What to work on >> Copy each line from the entries that the word "LlmOptions" appears in.

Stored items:
***

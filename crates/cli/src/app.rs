//! Application wiring: one place that assembles the bus, provider,
//! knowledge store, tool registry, swarm, and agent loop from config.

use std::sync::Arc;

use ferriclaw_agent::{AgentLoop, AgentLoopConfig, SkillCatalog};
use ferriclaw_config::AppConfig;
use ferriclaw_core::bus::MessageBus;
use ferriclaw_core::provider::{LlmOptions, LlmProvider};
use ferriclaw_knowledge::{ChunkerConfig, Store};
use ferriclaw_providers::OpenAiCompatProvider;
use ferriclaw_swarm::{DelegateTaskTool, SpawnAgentTool, SwarmManager, SwarmTool};

pub struct App {
    pub config: AppConfig,
    pub bus: Arc<MessageBus>,
    pub agent: Arc<AgentLoop>,
    pub swarm: Arc<SwarmManager>,
    pub skills: Arc<SkillCatalog>,
    pub store: Arc<Store>,
}

impl std::fmt::Debug for App {
    fn fmt(&self, f: &mut std::fmt::Formatter<'_>) -> std::fmt::Result {
        f.debug_struct("App").finish_non_exhaustive()
    }
}

pub fn build(config: AppConfig) -> Result<App, Box<dyn std::error::Error>> {
    let workspace = config.workspace_path();
    std::fs::create_dir_all(&workspace)?;

    let provider: Arc<dyn LlmProvider> = Arc::new(OpenAiCompatProvider::new(
        config.provider.name.clone(),
        config.provider.api_base.clone(),
        config.provider.api_key.clone().unwrap_or_default(),
    )?);

    let bus = Arc::new(MessageBus::new());

    let chunker = ChunkerConfig::new(config.knowledge.chunk_size, config.knowledge.chunk_overlap)?;
    let store = Arc::new(Store::new(workspace.join("memory").join("knowledge"), chunker)?);

    let swarm = Arc::new(SwarmManager::new(
        provider.clone(),
        config.provider.model.clone(),
        bus.clone(),
        config.swarm.max_iterations,
    ));

    let mut registry =
        ferriclaw_tools::baseline_registry(store.clone(), bus.clone(), workspace.clone());
    registry.register(Box::new(SpawnAgentTool::new(swarm.clone())));
    registry.register(Box::new(DelegateTaskTool::new(swarm.clone())));
    registry.register(Box::new(SwarmTool::new(swarm.clone())));
    let registry = Arc::new(registry);
    swarm.set_registry(registry.clone());

    let agent = Arc::new(AgentLoop::new(
        AgentLoopConfig {
            model: config.provider.model.clone(),
            max_iterations: config.agent.max_iterations,
            session_cap: config.agent.session_cap,
            options: LlmOptions {
                temperature: config.provider.temperature,
                max_tokens: config.provider.max_tokens,
            },
        },
        provider,
        registry,
        bus.clone(),
        &workspace,
    ));

    let skills = Arc::new(SkillCatalog::new(&workspace));

    Ok(App {
        config,
        bus,
        agent,
        swarm,
        skills,
        store,
    })
}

***

Solution >>
use ferriclaw_core::provider::{LlmOptions, LlmProvider};
            options: LlmOptions {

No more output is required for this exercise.